Antiperspirant: Link to Breast Cancer?
There's Much Debate, but Association May Be Just an Urban Myth
WebMD News Archive
Cancer Groups Weigh In
In a report released in 2004, officials with the National Cancer Institute concluded that there was "no conclusive research" linking the use of underarm antiperspirants or deodorants to breast cancer.
Likewise, a recently released report from the American Cancer Society concluded that "there is no good scientific evidence to support the claim" that antiperspirants raise a woman's risk of developing breast cancer.
ACS spokeswoman Elizabeth Ward, PhD, tells WebMD that there is not much evidence that any environmental exposure has a big impact on breast cancer risk. She points out that studies examining pesticides known to mimic estrogen have failed to show a link between exposure and breast cancer.

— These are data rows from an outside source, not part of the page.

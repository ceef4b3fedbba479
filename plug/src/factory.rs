//! Construction strategies deciding how and when a registration's instance is built.

use crate::activator::Argument;
use crate::descriptor::TypeDescriptor;
use crate::error::Result;
use crate::instance::Instance;

use std::sync::Arc;

/// The view of a registration handed to a [`Factory`] during resolution.
///
/// The contract and implementation are read-only. A factory can change the
/// held instance, and declare that it built a substitute type in place of the
/// implementation.
pub struct ResolutionTarget<'a> {
  contract: &'a TypeDescriptor,
  implementation: &'a TypeDescriptor,
  instance: &'a mut Option<Instance>,
  substitute: Option<TypeDescriptor>,
}

impl<'a> ResolutionTarget<'a> {
  pub(crate) fn new(
    contract: &'a TypeDescriptor,
    implementation: &'a TypeDescriptor,
    instance: &'a mut Option<Instance>,
  ) -> Self {
    Self {
      contract,
      implementation,
      instance,
      substitute: None,
    }
  }

  pub fn contract(&self) -> &'a TypeDescriptor {
    self.contract
  }

  pub fn implementation(&self) -> &'a TypeDescriptor {
    self.implementation
  }

  pub fn instance(&self) -> Option<&Instance> {
    self.instance.as_ref()
  }

  pub fn is_empty(&self) -> bool {
    self.instance.is_none()
  }

  /// Stores `instance`, returning the one it replaced.
  pub fn set(&mut self, instance: Instance) -> Option<Instance> {
    self.instance.replace(instance)
  }

  /// Declares that the held instance is a `substitute` rather than the
  /// registered implementation. The resolved instance is validated against it.
  pub fn substitute(&mut self, substitute: TypeDescriptor) {
    self.substitute = Some(substitute);
  }

  /// The type the held instance must have once the factory returns.
  pub(crate) fn expected(&self) -> TypeDescriptor {
    self
      .substitute
      .clone()
      .unwrap_or_else(|| self.implementation.clone())
  }
}

/// A pluggable policy for populating a registration's instance.
///
/// A factory is called with the registration's lock held, so it never races
/// with another resolution of the same registration.
pub trait Factory: Send + Sync + 'static {
  /// Populates (or keeps) `target`'s instance. On error the instance must be
  /// left as it was.
  fn resolve(&self, target: &mut ResolutionTarget<'_>, args: &[Argument]) -> Result<()>;

  /// A short name used in logs.
  fn name(&self) -> &'static str {
    std::any::type_name::<Self>()
  }
}

macro_rules! impl_factory_for_pointer {
  ($($pointer:ident),*) => {$(
    impl<F: Factory + ?Sized> Factory for $pointer<F> {
      fn resolve(&self, target: &mut ResolutionTarget<'_>, args: &[Argument]) -> Result<()> {
        (**self).resolve(target, args)
      }

      fn name(&self) -> &'static str {
        (**self).name()
      }
    }
  )*};
}

// Shared factories let a caller keep a handle to a factory after registering it.
impl_factory_for_pointer!(Arc, Box);

/// Builds a brand-new instance on every resolution.
#[derive(Debug, Default, Clone, Copy)]
pub struct Transient;

impl Factory for Transient {
  fn resolve(&self, target: &mut ResolutionTarget<'_>, args: &[Argument]) -> Result<()> {
    let instance = target.implementation().activate(args)?;
    target.set(instance);
    Ok(())
  }

  fn name(&self) -> &'static str {
    "transient"
  }
}

/// Builds the instance on first resolution and keeps it.
///
/// Arguments passed once the instance exists are ignored.
#[derive(Debug, Default, Clone, Copy)]
pub struct Singleton;

impl Factory for Singleton {
  fn resolve(&self, target: &mut ResolutionTarget<'_>, args: &[Argument]) -> Result<()> {
    if target.is_empty() {
      let instance = target.implementation().activate(args)?;
      target.set(instance);
    }
    Ok(())
  }

  fn name(&self) -> &'static str {
    "singleton"
  }
}
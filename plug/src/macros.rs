//! Public macros for ergonomic resolution.

/// Builds a `Vec<Argument>` from a list of values.
///
/// ```
/// use fibre_plug::args;
///
/// let args = args![String::from("rex"), 3_u8];
/// assert_eq!(args.len(), 2);
/// assert!(args[1].is::<u8>());
/// ```
#[macro_export]
macro_rules! args {
  () => {
    ::std::vec::Vec::<$crate::Argument>::new()
  };
  ($($arg:expr),+ $(,)?) => {
    ::std::vec![$($crate::Argument::new($arg)),+]
  };
}

/// Resolves a contract, panicking if it cannot be resolved.
///
/// Without a container the global one is used. Constructor arguments follow
/// a `;`.
///
/// # Panics
///
/// Panics with the underlying [`Error`](crate::Error) if resolution fails.
/// For a non-panicking version, call [`Container::resolve`](crate::Container::resolve).
///
/// # Examples
///
/// ```
/// use fibre_plug::{global, resolve, Component, Container, Contract, DescriptorBuilder, Transient};
///
/// trait Counter: Send + Sync { fn start(&self) -> u32; }
/// impl Contract for dyn Counter {}
///
/// struct StartingAt(u32);
/// impl Counter for StartingAt { fn start(&self) -> u32 { self.0 } }
/// impl Component for StartingAt {
///   type Params = (u32,);
///   fn construct((start,): (u32,)) -> Self { StartingAt(start) }
///   fn describe(d: DescriptorBuilder<Self>) -> DescriptorBuilder<Self> { d.implements::<dyn Counter>(|it| it) }
/// }
///
/// let container = Container::new();
/// container.register::<dyn Counter, StartingAt>(Transient).unwrap();
/// assert_eq!(resolve!(in container => dyn Counter; 7_u32).start(), 7);
///
/// global().register::<dyn Counter, StartingAt>(Transient).unwrap();
/// assert_eq!(resolve!(dyn Counter; 9_u32).start(), 9);
/// ```
#[macro_export]
macro_rules! resolve {
  // resolve!(in container => dyn Contract)
  (in $container:expr => $contract:ty) => {
    $container
      .resolve::<$contract>()
      .unwrap_or_else(|err| panic!("Failed to resolve required contract: {}", err))
  };

  // resolve!(in container => dyn Contract; arg, ...)
  (in $container:expr => $contract:ty; $($arg:expr),+ $(,)?) => {
    $container
      .resolve_with::<$contract>(&$crate::args![$($arg),+])
      .unwrap_or_else(|err| panic!("Failed to resolve required contract: {}", err))
  };

  // resolve!(dyn Contract)
  ($contract:ty) => {
    $crate::resolve!(in $crate::global() => $contract)
  };

  // resolve!(dyn Contract; arg, ...)
  ($contract:ty; $($arg:expr),+ $(,)?) => {
    $crate::resolve!(in $crate::global() => $contract; $($arg),+)
  };
}
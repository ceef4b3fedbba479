//! Sizing of a container's registry.

use crate::container::Container;

/// Tuning knobs for a [`Container`]'s internal map.
#[derive(Debug, Clone, PartialEq, Eq)]
#[cfg_attr(feature = "serde", derive(serde::Serialize, serde::Deserialize))]
#[cfg_attr(feature = "serde", serde(default))]
pub struct ContainerConfig {
  /// Number of lock shards. Rounded up to a power of two, at least 2.
  pub shard_amount: usize,
  /// Registrations to reserve room for up front.
  pub initial_capacity: usize,
}

impl ContainerConfig {
  pub fn builder() -> ContainerBuilder {
    ContainerBuilder::default()
  }

  /// The shard amount actually used by the map.
  pub(crate) fn effective_shard_amount(&self) -> usize {
    normalize_shards(self.shard_amount)
  }
}

impl Default for ContainerConfig {
  fn default() -> Self {
    Self {
      // Twice the processor count, like a typical concurrency level.
      shard_amount: normalize_shards(num_cpus::get() * 2),
      initial_capacity: 0,
    }
  }
}

fn normalize_shards(shards: usize) -> usize {
  shards.max(2).next_power_of_two()
}

/// A builder for [`Container`] instances.
#[derive(Debug, Clone, Default)]
pub struct ContainerBuilder {
  config: ContainerConfig,
}

impl ContainerBuilder {
  /// Sets the number of concurrent shards to use.
  pub fn shards(mut self, shards: usize) -> Self {
    self.config.shard_amount = normalize_shards(shards);
    self
  }

  /// Sets how many registrations to reserve room for.
  pub fn capacity(mut self, capacity: usize) -> Self {
    self.config.initial_capacity = capacity;
    self
  }

  pub fn config(&self) -> &ContainerConfig {
    &self.config
  }

  pub fn build(self) -> Container {
    Container::with_config(&self.config)
  }
}

impl From<ContainerConfig> for ContainerBuilder {
  fn from(config: ContainerConfig) -> Self {
    Self { config }
  }
}
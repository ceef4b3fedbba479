//! Core, non-public data structures for the registry.

use crate::error::{Error, Result};

use std::cell::RefCell;
use std::collections::HashSet;

thread_local! {
  // Registrations currently being resolved on this thread. A registration that
  // shows up twice would wait on its own lock.
  static RESOLVING: RefCell<HashSet<usize>> = RefCell::new(HashSet::new());
}

/// An RAII guard that marks a registration as being resolved on this thread.
///
/// Entering a registration that is already marked fails with
/// [`Error::CircularResolution`]. The mark is cleared when the guard drops.
pub(crate) struct ResolutionGuard {
  key: usize,
}

impl ResolutionGuard {
  pub(crate) fn enter(key: usize, contract: &'static str) -> Result<Self> {
    RESOLVING.with(|resolving| {
      if resolving.borrow_mut().insert(key) {
        Ok(Self { key })
      } else {
        Err(Error::CircularResolution { contract })
      }
    })
  }
}

impl Drop for ResolutionGuard {
  fn drop(&mut self) {
    RESOLVING.with(|resolving| {
      resolving.borrow_mut().remove(&self.key);
    });
  }
}
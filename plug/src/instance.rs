use crate::descriptor::{Contract, TypeDescriptor};

use std::any::{Any, TypeId};
use std::fmt;
use std::sync::Arc;

/// A constructed value, tagged with the descriptor of the type that built it.
///
/// Instances are shared: cloning one clones the inner `Arc`, never the value.
#[derive(Clone)]
pub struct Instance {
  value: Arc<dyn Any + Send + Sync>,
  origin: TypeDescriptor,
}

impl Instance {
  pub(crate) fn new(value: Arc<dyn Any + Send + Sync>, origin: TypeDescriptor) -> Self {
    Self { value, origin }
  }

  /// The `TypeId` of the held value's concrete type.
  pub fn concrete_type_id(&self) -> TypeId {
    (*self.value).type_id()
  }

  pub fn type_name(&self) -> &'static str {
    self.origin.name()
  }

  /// The descriptor this instance was built from.
  pub fn origin(&self) -> &TypeDescriptor {
    &self.origin
  }

  pub fn is<T: Any>(&self) -> bool {
    self.value.is::<T>()
  }

  pub fn downcast<T: Any + Send + Sync>(&self) -> Option<Arc<T>> {
    Arc::clone(&self.value).downcast::<T>().ok()
  }

  /// Views the instance as contract `C`, if its type declared that contract.
  pub fn cast<C: Contract + ?Sized>(&self) -> Option<Arc<C>> {
    self
      .origin
      .upcast(TypeId::of::<C>(), Arc::clone(&self.value))?
      .downcast::<Arc<C>>()
      .ok()
      .map(|boxed| *boxed)
  }

  /// True when both handles point at the same value.
  pub fn ptr_eq(&self, other: &Instance) -> bool {
    std::ptr::addr_eq(Arc::as_ptr(&self.value), Arc::as_ptr(&other.value))
  }

  pub(crate) fn dispose(&self) {
    self.origin.dispose(&*self.value);
  }
}

impl fmt::Debug for Instance {
  fn fmt(&self, f: &mut fmt::Formatter<'_>) -> fmt::Result {
    write!(f, "Instance({} @ {:p})", self.origin.name(), Arc::as_ptr(&self.value))
  }
}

"This is a topic that is still under study, and it is important to study it further," she says. "But no strong evidence has emerged of a relationship [between breast cancer risk] and exposure to environmental contaminants."
A major government study involving 50,000 sisters of women with breast cancer may provide some answers about environmental and genetic causes of the disease.
The 10-year Sister Study, begun in 2004, will be the most detailed study ever to address the question of how environmental exposures, including cosmetic exposures, influence breast cancer risk, she says.